----- Task inputs -----

use std::collections::HashMap;
use std::sync::atomic::{AtomicBool, AtomicUsize, Ordering};
use std::sync::{Arc, Mutex};
use std::time::Duration;

use async_trait::async_trait;
use axum::Router;
use futures::stream;

use kuching::application::ports::{
    ChatModel, ChatModelError, ChatRequest, CompletionStream, ConversationRepository,
    DirectoryError, FileRecordStore, ModelOptions, ProjectDirectory, RepositoryError,
    RetrievalClient, RetrievalError, SessionUser, SessionVerifier, StreamEvent,
};
use kuching::application::services::{ChatTurnService, ContextAggregator};
use kuching::domain::{
    CompletionResult, Conversation, ConversationId, FileRecord, FinishReason, MembershipLookup,
    Message, NewFileRecord, ProjectId, TaskSummary, TokenUsage, UserId,
};
use kuching::presentation::{create_router, AppState};

pub const VALID_TOKEN: &str = "valid-token";

pub struct InMemoryConversationRepository {
    pub conversations: Mutex<HashMap<ConversationId, Conversation>>,
    pub title_set_calls: AtomicUsize,
    pub fail_appends: AtomicBool,
}

impl InMemoryConversationRepository {
    pub fn new() -> Self {
        Self {
            conversations: Mutex::new(HashMap::new()),
            title_set_calls: AtomicUsize::new(0),
            fail_appends: AtomicBool::new(false),
        }
    }

    pub fn seed(&self, conversation: Conversation) {
        self.conversations
            .lock()
            .unwrap()
            .insert(conversation.id, conversation);
    }

    pub fn message_count(&self, id: ConversationId) -> usize {
        self.conversations
            .lock()
            .unwrap()
            .get(&id)
            .map(|c| c.messages.len())
            .unwrap_or(0)
    }

    pub fn title_of(&self, id: ConversationId) -> Option<String> {
        self.conversations
            .lock()
            .unwrap()
            .get(&id)
            .and_then(|c| c.title.clone())
    }
}

#[async_trait]
impl ConversationRepository for InMemoryConversationRepository {
    async fn create(&self, conversation: &Conversation) -> Result<(), RepositoryError> {
        self.seed(conversation.clone());
        Ok(())
    }

    async fn fetch_for_owner(
        &self,
        id: ConversationId,
        owner: UserId,
    ) -> Result<Option<Conversation>, RepositoryError> {
        Ok(self
            .conversations
            .lock()
            .unwrap()
            .get(&id)
            .filter(|c| c.user_id == owner)
            .cloned())
    }

    async fn append_messages(
        &self,
        id: ConversationId,
        messages: &[Message],
    ) -> Result<(), RepositoryError> {
        if self.fail_appends.load(Ordering::SeqCst) {
            return Err(RepositoryError::QueryFailed("insert failed".to_string()));
        }
        let mut guard = self.conversations.lock().unwrap();
        let conversation = guard
            .get_mut(&id)
            .ok_or_else(|| RepositoryError::NotFound(format!("{:?}", id)))?;
        conversation.messages.extend_from_slice(messages);
        Ok(())
    }

    async fn set_title_if_absent(
        &self,
        id: ConversationId,
        title: &str,
    ) -> Result<bool, RepositoryError> {
        self.title_set_calls.fetch_add(1, Ordering::SeqCst);
        let mut guard = self.conversations.lock().unwrap();
        let conversation = guard
            .get_mut(&id)
            .ok_or_else(|| RepositoryError::NotFound(format!("{:?}", id)))?;
        if conversation.title.is_some() {
            return Ok(false);
        }
        conversation.title = Some(title.to_string());
        Ok(true)
    }

    async fn list_for_owner_in_project(
        &self,
        owner: UserId,
        project: ProjectId,
    ) -> Result<Vec<Conversation>, RepositoryError> {
        Ok(self
            .conversations
            .lock()
            .unwrap()
            .values()
            .filter(|c| c.user_id == owner && c.project_id == project)
            .cloned()
            .collect())
    }
}

pub struct MockDirectory {
    pub membership: MembershipLookup,
    pub tasks: Vec<TaskSummary>,
    pub fail_tasks: bool,
    pub task_calls: AtomicUsize,
}

impl MockDirectory {
    pub fn member(role: &str, tasks: Vec<TaskSummary>) -> Self {
        Self {
            membership: MembershipLookup::Member {
                role: role.to_string(),
            },
            tasks,
            fail_tasks: false,
            task_calls: AtomicUsize::new(0),
        }
    }

    pub fn not_a_member() -> Self {
        Self {
            membership: MembershipLookup::NotFound,
            tasks: Vec::new(),
            fail_tasks: false,
            task_calls: AtomicUsize::new(0),
        }
    }
}

#[async_trait]
impl ProjectDirectory for MockDirectory {
    async fn membership(
        &self,
        _project: ProjectId,
        _user: UserId,
    ) -> Result<MembershipLookup, DirectoryError> {
        Ok(self.membership.clone())
    }

    async fn active_tasks(
        &self,
        _project: ProjectId,
        _user: UserId,
        limit: usize,
    ) -> Result<Vec<TaskSummary>, DirectoryError> {
        self.task_calls.fetch_add(1, Ordering::SeqCst);
        if self.fail_tasks {
            return Err(DirectoryError::LookupFailed("boom".to_string()));
        }
        Ok(self.tasks.iter().take(limit).cloned().collect())
    }
}

pub struct MockChatModel {
    pub reply: String,
    pub title: String,
    pub requests: Mutex<Vec<ChatRequest>>,
    pub title_calls: AtomicUsize,
    pub fail_stream: Mutex<Option<ChatModelError>>,
    pub fail_title: Mutex<Option<ChatModelError>>,
}

impl MockChatModel {
    pub fn replying(reply: &str, title: &str) -> Self {
        Self {
            reply: reply.to_string(),
            title: title.to_string(),
            requests: Mutex::new(Vec::new()),
            title_calls: AtomicUsize::new(0),
            fail_stream: Mutex::new(None),
            fail_title: Mutex::new(None),
        }
    }

    pub fn failing(error: ChatModelError) -> Self {
        let model = Self::replying("", "");
        *model.fail_stream.lock().unwrap() = Some(error);
        model
    }

    pub fn request_count(&self) -> usize {
        self.requests.lock().unwrap().len()
    }

    pub fn first_request_contents(&self) -> Vec<String> {
        self.requests
            .lock()
            .unwrap()
            .first()
            .map(|r| r.messages.iter().map(|m| m.content.clone()).collect())
            .unwrap_or_default()
    }
}

#[async_trait]
impl ChatModel for MockChatModel {
    async fn stream_chat(&self, request: ChatRequest) -> Result<CompletionStream, ChatModelError> {
        if let Some(error) = self.fail_stream.lock().unwrap().take() {
            return Err(error);
        }
        self.requests.lock().unwrap().push(request);

        let midpoint = self.reply.len() / 2;
        let (head, tail) = self.reply.split_at(midpoint);
        let events = vec![
            Ok(StreamEvent::Token(head.to_string())),
            Ok(StreamEvent::Token(tail.to_string())),
            Ok(StreamEvent::Done(CompletionResult {
                text: self.reply.clone(),
                usage: TokenUsage {
                    prompt_tokens: 12,
                    completion_tokens: 34,
                    total_tokens: 46,
                },
                finish_reason: FinishReason::Stop,
            })),
        ];
        Ok(Box::pin(stream::iter(events)))
    }

    async fn generate_title(
        &self,
        _first_message: &str,
        _options: &ModelOptions,
    ) -> Result<String, ChatModelError> {
        self.title_calls.fetch_add(1, Ordering::SeqCst);
        if let Some(error) = self.fail_title.lock().unwrap().take() {
            return Err(error);
        }
        Ok(self.title.clone())
    }
}

pub struct MockRetrieval {
    pub snippets: Option<Vec<String>>,
}

#[async_trait]
impl RetrievalClient for MockRetrieval {
    async fn retrieve(
        &self,
        _message: &str,
        _project: ProjectId,
        _user: UserId,
    ) -> Result<Vec<String>, RetrievalError> {
        match &self.snippets {
            Some(snippets) => Ok(snippets.clone()),
            None => Err(RetrievalError::RequestFailed("connection refused".to_string())),
        }
    }
}

pub struct MockFileRecordStore {
    pub created: Mutex<Vec<NewFileRecord>>,
    pub fail_for: Option<String>,
}

impl MockFileRecordStore {
    pub fn new() -> Self {
        Self {
            created: Mutex::new(Vec::new()),
            fail_for: None,
        }
    }
}

#[async_trait]
impl FileRecordStore for MockFileRecordStore {
    async fn create_record(&self, record: &NewFileRecord) -> Result<FileRecord, RepositoryError> {
        if self.fail_for.as_deref() == Some(record.filename.as_str()) {
            return Err(RepositoryError::QueryFailed("insert failed".to_string()));
        }
        self.created.lock().unwrap().push(record.clone());
        Ok(FileRecord {
            id: uuid::Uuid::new_v4(),
            project_id: record.project_id,
            task_id: record.task_id.clone(),
            uploader_id: record.uploader_id,
            conversation_id: record.conversation_id,
            storage_provider: record.storage_provider.clone(),
            storage_path: record.storage_path.clone(),
            public_url: record.public_url.clone(),
            filename: record.filename.clone(),
            content_type: record.content_type.clone(),
            size: record.size,
            created_at: chrono::Utc::now(),
        })
    }
}

pub struct MockSessionVerifier {
    pub user: SessionUser,
}

#[async_trait]
impl SessionVerifier for MockSessionVerifier {
    async fn verify(&self, token: &str) -> Result<Option<SessionUser>, RepositoryError> {
        if token == VALID_TOKEN {
            Ok(Some(self.user.clone()))
        } else {
            Ok(None)
        }
    }
}

pub struct TestEnv {
    pub router: Router,
    pub conversations: Arc<InMemoryConversationRepository>,
    pub directory: Arc<MockDirectory>,
    pub model: Arc<MockChatModel>,
    pub files: Arc<MockFileRecordStore>,
    pub caller: SessionUser,
    pub project_id: ProjectId,
}

impl TestEnv {
    pub fn seed_conversation(&self, title: Option<&str>) -> ConversationId {
        let mut conversation = Conversation::new(self.caller.user_id, self.project_id);
        conversation.title = title.map(String::from);
        let id = conversation.id;
        self.conversations.seed(conversation);
        id
    }
}

pub fn test_caller() -> SessionUser {
    SessionUser {
        user_id: UserId::new(),
        display_name: "Ada Lovelace".to_string(),
    }
}

pub fn test_options() -> ModelOptions {
    ModelOptions {
        chat_model: "gemini-test".to_string(),
        title_model: "gemini-test-lite".to_string(),
        temperature: 0.7,
        max_output_tokens: 256,
    }
}

pub fn build_env(
    directory: MockDirectory,
    model: MockChatModel,
    retrieval: Option<MockRetrieval>,
) -> TestEnv {
    let conversations = Arc::new(InMemoryConversationRepository::new());
    let directory = Arc::new(directory);
    let model = Arc::new(model);
    let files = Arc::new(MockFileRecordStore::new());
    let caller = test_caller();

    let retrieval_client: Option<Arc<dyn RetrievalClient>> = match retrieval {
        Some(retrieval) => Some(Arc::new(retrieval)),
        None => None,
    };

    let aggregator = ContextAggregator::new(
        directory.clone(),
        files.clone(),
        retrieval_client,
        "supabase".to_string(),
    );

    let chat_turns = Arc::new(ChatTurnService::new(
        conversations.clone(),
        aggregator,
        model.clone(),
        test_options(),
    ));

    let state = AppState {
        chat_turns,
        conversations: conversations.clone(),
        sessions: Arc::new(MockSessionVerifier {
            user: caller.clone(),
        }),
    };

    TestEnv {
        router: create_router(state),
        conversations,
        directory,
        model,
        files,
        caller,
        project_id: ProjectId::new(),
    }
}

/// Polls until the deferred side effects land or the deadline passes.
pub async fn wait_until<F>(condition: F, what: &str)
where
    F: Fn() -> bool,
{
    for _ in 0..200 {
        if condition() {
            return;
        }
        tokio::time::sleep(Duration::from_millis(5)).await;
    }
    panic!("timed out waiting for: {}", what);
}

-----

» **What the task requires**: Quote the records above from their first line through the line containing "pub struct InMemoryConversationRepository", both ends included.

» **Reply to the exercise**:
use std::collections::HashMap;
use std::sync::atomic::{AtomicBool, AtomicUsize, Ordering};
use std::sync::{Arc, Mutex};
use std::time::Duration;

use async_trait::async_trait;
use axum::Router;
use futures::stream;

use kuching::application::ports::{
    ChatModel, ChatModelError, ChatRequest, CompletionStream, ConversationRepository,
    DirectoryError, FileRecordStore, ModelOptions, ProjectDirectory, RepositoryError,
    RetrievalClient, RetrievalError, SessionUser, SessionVerifier, StreamEvent,
};
use kuching::application::services::{ChatTurnService, ContextAggregator};
use kuching::domain::{
    CompletionResult, Conversation, ConversationId, FileRecord, FinishReason, MembershipLookup,
    Message, NewFileRecord, ProjectId, TaskSummary, TokenUsage, UserId,
};
use kuching::presentation::{create_router, AppState};

pub const VALID_TOKEN: &str = "valid-token";

pub struct InMemoryConversationRepository {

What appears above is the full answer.